** Opening The data block **
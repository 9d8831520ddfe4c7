use crate::ast::Value;
use crate::error::DatasetError;
use ahash::{AHashMap, AHashSet};
use bincode::config::standard;
use bincode::serde::{decode_from_slice, encode_to_vec};
use serde::{Deserialize, Serialize};
use serde_json::Map;
use std::fs;
use std::path::Path;

/// One named column of cells.
#[derive(Debug, Clone, PartialEq, Serialize, Deserialize)]
pub struct Column {
    pub name: String,
    pub values: Vec<Value>,
}

/// A columnar table of homeowner records.
///
/// Every column holds exactly `row_count` cells. The evaluator only reads
/// from a dataset; preparation produces a new one.
#[derive(Debug, Clone, Default, Serialize, Deserialize)]
pub struct Dataset {
    columns: Vec<Column>,
    rows: usize,
    #[serde(skip)]
    index: AHashMap<String, usize>,
}

impl PartialEq for Dataset {
    fn eq(&self, other: &Self) -> bool {
        self.rows == other.rows && self.columns == other.columns
    }
}

impl Dataset {
    pub fn new() -> Self {
        Self::default()
    }

    /// Builds a dataset from `(name, cells)` pairs. All columns must have the
    /// same length.
    pub fn from_columns<I, N, V>(columns: I) -> Result<Self, DatasetError>
    where
        I: IntoIterator<Item = (N, Vec<V>)>,
        N: Into<String>,
        V: Into<Value>,
    {
        let mut dataset = Self::new();
        for (name, values) in columns {
            dataset.insert_column(name, values.into_iter().map(Into::into).collect())?;
        }
        Ok(dataset)
    }

    /// Builds a dataset from JSON objects, one per row.
    ///
    /// The column set is the union of all keys in first-seen order; a key that
    /// a record lacks reads as null.
    pub fn from_records(records: &[Map<String, serde_json::Value>]) -> Self {
        let mut names: Vec<&str> = Vec::new();
        let mut seen: AHashSet<&str> = AHashSet::new();
        for record in records {
            for key in record.keys() {
                if seen.insert(key.as_str()) {
                    names.push(key.as_str());
                }
            }
        }

        let columns = names
            .iter()
            .map(|name| Column {
                name: name.to_string(),
                values: records
                    .iter()
                    .map(|r| r.get(*name).map(json_to_value).unwrap_or(Value::Null))
                    .collect(),
            })
            .collect();

        let mut dataset = Self {
            columns,
            rows: records.len(),
            index: AHashMap::new(),
        };
        dataset.rebuild_index();
        dataset
    }

    /// Parses a JSON array of records.
    pub fn from_json(json: &str) -> Result<Self, DatasetError> {
        let raw: Vec<serde_json::Value> =
            serde_json::from_str(json).map_err(|e| DatasetError::Parse(e.to_string()))?;
        let records = raw
            .into_iter()
            .enumerate()
            .map(|(i, v)| match v {
                serde_json::Value::Object(map) => Ok(map),
                _ => Err(DatasetError::RecordNotObject(i)),
            })
            .collect::<Result<Vec<_>, _>>()?;
        Ok(Self::from_records(&records))
    }

    /// Loads a JSON array of records from a file.
    pub fn from_file(path: impl AsRef<Path>) -> Result<Self, DatasetError> {
        let path = path.as_ref();
        let content = fs::read_to_string(path).map_err(|e| io_error(path, e))?;
        Self::from_json(&content)
    }

    /// Adds a column, replacing any column with the same name.
    pub fn insert_column(
        &mut self,
        name: impl Into<String>,
        values: Vec<Value>,
    ) -> Result<(), DatasetError> {
        let name = name.into();
        if self.columns.is_empty() {
            self.rows = values.len();
        } else if values.len() != self.rows {
            return Err(DatasetError::ColumnLength {
                column: name,
                expected: self.rows,
                found: values.len(),
            });
        }

        match self.index.get(&name) {
            Some(&idx) => self.columns[idx].values = values,
            None => {
                self.index.insert(name.clone(), self.columns.len());
                self.columns.push(Column { name, values });
            }
        }
        Ok(())
    }

    pub fn row_count(&self) -> usize {
        self.rows
    }

    pub fn has_column(&self, name: &str) -> bool {
        self.index.contains_key(name)
    }

    pub fn column(&self, name: &str) -> Option<&[Value]> {
        self.index
            .get(name)
            .map(|&idx| self.columns[idx].values.as_slice())
    }

    /// The cell at (`column`, `row`), if both exist.
    pub fn value(&self, column: &str, row: usize) -> Option<&Value> {
        self.column(column).and_then(|values| values.get(row))
    }

    pub fn column_names(&self) -> impl Iterator<Item = &str> {
        self.columns.iter().map(|c| c.name.as_str())
    }

    pub fn columns(&self) -> &[Column] {
        &self.columns
    }

    /// Encodes the dataset as a bincode snapshot.
    pub fn to_bytes(&self) -> Result<Vec<u8>, DatasetError> {
        encode_to_vec(self, standard())
            .map_err(|e| DatasetError::Snapshot(format!("Serialization failed: {}", e)))
    }

    /// Decodes a bincode snapshot.
    pub fn from_bytes(bytes: &[u8]) -> Result<Self, DatasetError> {
        let (mut dataset, _): (Dataset, usize) = decode_from_slice(bytes, standard())
            .map_err(|e| DatasetError::Snapshot(format!("Deserialization failed: {}", e)))?;
        if let Some(bad) = dataset.columns.iter().find(|c| c.values.len() != dataset.rows) {
            return Err(DatasetError::ColumnLength {
                column: bad.name.clone(),
                expected: dataset.rows,
                found: bad.values.len(),
            });
        }
        dataset.rebuild_index();
        Ok(dataset)
    }

    /// Writes a snapshot so later evaluations see a frozen copy of the data.
    pub fn save_snapshot(&self, path: impl AsRef<Path>) -> Result<(), DatasetError> {
        let path = path.as_ref();
        let bytes = self.to_bytes()?;
        fs::write(path, bytes).map_err(|e| io_error(path, e))
    }

    pub fn load_snapshot(path: impl AsRef<Path>) -> Result<Self, DatasetError> {
        let path = path.as_ref();
        let bytes = fs::read(path).map_err(|e| io_error(path, e))?;
        Self::from_bytes(&bytes)
    }

    fn rebuild_index(&mut self) {
        self.index = self
            .columns
            .iter()
            .enumerate()
            .map(|(idx, c)| (c.name.clone(), idx))
            .collect();
    }
}

/// Maps a JSON cell onto a [`Value`]. Arrays and objects keep their JSON text.
pub fn json_to_value(value: &serde_json::Value) -> Value {
    match value {
        serde_json::Value::Null => Value::Null,
        serde_json::Value::Bool(b) => Value::Bool(*b),
        serde_json::Value::Number(n) => n.as_f64().map_or(Value::Null, Value::Number),
        serde_json::Value::String(s) => Value::Text(s.clone()),
        other => Value::Text(other.to_string()),
    }
}

fn io_error(path: &Path, e: std::io::Error) -> DatasetError {
    DatasetError::Io {
        path: path.display().to_string(),
        message: e.to_string(),
    }
}

#[cfg(test)]
mod tests {
    use super::*;

    #[test]
    fn records_become_columns_with_nulls_for_gaps() {
        let dataset = Dataset::from_json(
            r#"[{"AGE": 58, "EMPLOYMENT_STATUS": "Retired"}, {"AGE": "62", "IS_OWNER": true}]"#,
        )
        .unwrap();
        assert_eq!(dataset.row_count(), 2);
        assert_eq!(
            dataset.column_names().collect::<Vec<_>>(),
            vec!["AGE", "EMPLOYMENT_STATUS", "IS_OWNER"]
        );
        assert_eq!(dataset.value("AGE", 1), Some(&Value::Text("62".to_string())));
        assert_eq!(dataset.value("IS_OWNER", 0), Some(&Value::Null));
        assert_eq!(dataset.value("IS_OWNER", 2), None);
    }

    #[test]
    fn rejects_non_object_records() {
        assert_eq!(
            Dataset::from_json(r#"[{"AGE": 1}, 5]"#).unwrap_err(),
            DatasetError::RecordNotObject(1)
        );
        assert!(matches!(
            Dataset::from_json("{not json"),
            Err(DatasetError::Parse(_))
        ));
    }

    #[test]
    fn columns_must_share_a_length() {
        let mut dataset = Dataset::from_columns([("AGE", vec![1.0, 2.0])]).unwrap();
        let err = dataset
            .insert_column("EQUITY", vec![Value::Number(1.0)])
            .unwrap_err();
        assert_eq!(
            err,
            DatasetError::ColumnLength {
                column: "EQUITY".to_string(),
                expected: 2,
                found: 1
            }
        );
    }

    #[test]
    fn replacing_a_column_keeps_its_position() {
        let mut dataset =
            Dataset::from_columns([("AGE", vec![1.0, 2.0]), ("EQUITY", vec![3.0, 4.0])]).unwrap();
        dataset
            .insert_column("AGE", vec![Value::Number(9.0), Value::Null])
            .unwrap();
        assert_eq!(dataset.column_names().collect::<Vec<_>>(), vec!["AGE", "EQUITY"]);
        assert_eq!(dataset.value("AGE", 0), Some(&Value::Number(9.0)));
    }

    #[test]
    fn snapshot_restores_the_column_index() {
        let dataset = Dataset::from_json(r#"[{"AGE": 58, "NOTE": null}]"#).unwrap();
        let restored = Dataset::from_bytes(&dataset.to_bytes().unwrap()).unwrap();
        assert_eq!(restored, dataset);
        assert!(restored.has_column("AGE"));
        assert_eq!(restored.value("NOTE", 0), Some(&Value::Null));
    }
}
** Closing The data block **
» **Exercise objective**
Copy nothing beyond the line containing "#[derive(Debug, Clone, Default, Serialize, Deserialize)]". Transcribe exactly from the first line of the entries down to that line, inclusive.

» **Result for this task**
repository 9d8831520ddfe4c7
use crate::ast::Value;
use crate::error::DatasetError;
use ahash::{AHashMap, AHashSet};
use bincode::config::standard;
use bincode::serde::{decode_from_slice, encode_to_vec};
use serde::{Deserialize, Serialize};
use serde_json::Map;
use std::fs;
use std::path::Path;

/// One named column of cells.
#[derive(Debug, Clone, PartialEq, Serialize, Deserialize)]
pub struct Column {
    pub name: String,
    pub values: Vec<Value>,
}

/// A columnar table of homeowner records.
///
/// Every column holds exactly `row_count` cells. The evaluator only reads
/// from a dataset; preparation produces a new one.
#[derive(Debug, Clone, Default, Serialize, Deserialize)]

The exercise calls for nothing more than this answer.